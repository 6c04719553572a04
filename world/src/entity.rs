use lunk_core::{
    Behavior, CellCoord, Edibility, EntityId, EntityKind, EntitySnapshot, Heading, Position,
};

#[derive(Clone, Debug)]
pub(crate) struct Entity {
    pub(crate) id: EntityId,
    pub(crate) kind: EntityKind,
    pub(crate) position: Position,
    /// Position held before the latest movement step, restored on bounces.
    pub(crate) previous_position: Position,
    pub(crate) heading: Heading,
    pub(crate) cell: CellCoord,
    pub(crate) behavior: Behavior,
    pub(crate) target: Option<EntityId>,
    pub(crate) halted_ticks: u32,
    pub(crate) saved: bool,
    pub(crate) rescue_progress: u32,
    pub(crate) edibility: Option<Edibility>,
    pub(crate) lifetime_ticks: Option<u32>,
}

impl Entity {
    pub(crate) fn spawn(
        id: EntityId,
        kind: EntityKind,
        cell: CellCoord,
        lifetime_ticks: Option<u32>,
    ) -> Self {
        let position = cell.center();
        let (behavior, edibility, lifetime_ticks) = match kind {
            EntityKind::Player => (Behavior::Idle, None, None),
            EntityKind::Enemy(enemy) => (Behavior::Patrol, Some(enemy.edibility()), None),
            EntityKind::Friendly(_) => (Behavior::Patrol, None, None),
            EntityKind::Item(_) => (Behavior::Idle, None, lifetime_ticks),
        };
        Self {
            id,
            kind,
            position,
            previous_position: position,
            heading: Heading::default(),
            cell,
            behavior,
            target: None,
            halted_ticks: 0,
            saved: false,
            rescue_progress: 0,
            edibility,
            lifetime_ticks,
        }
    }

    pub(crate) fn is_halted(&self) -> bool {
        self.halted_ticks > 0
    }

    pub(crate) fn is_unsaved_friendly(&self) -> bool {
        matches!(self.kind, EntityKind::Friendly(_)) && !self.saved
    }

    pub(crate) fn snapshot(&self) -> EntitySnapshot {
        EntitySnapshot {
            id: self.id,
            kind: self.kind,
            position: self.position,
            heading: self.heading,
            cell: self.cell,
            behavior: self.behavior,
            target: self.target,
            halted_ticks: self.halted_ticks,
            saved: self.saved,
            rescue_progress: self.rescue_progress,
        }
    }
}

- - - - -

The lines above that hold the word "Option" should be found and copied out.

    pub(crate) target: Option<EntityId>,
    pub(crate) edibility: Option<Edibility>,
    pub(crate) lifetime_ticks: Option<u32>,
        lifetime_ticks: Option<u32>,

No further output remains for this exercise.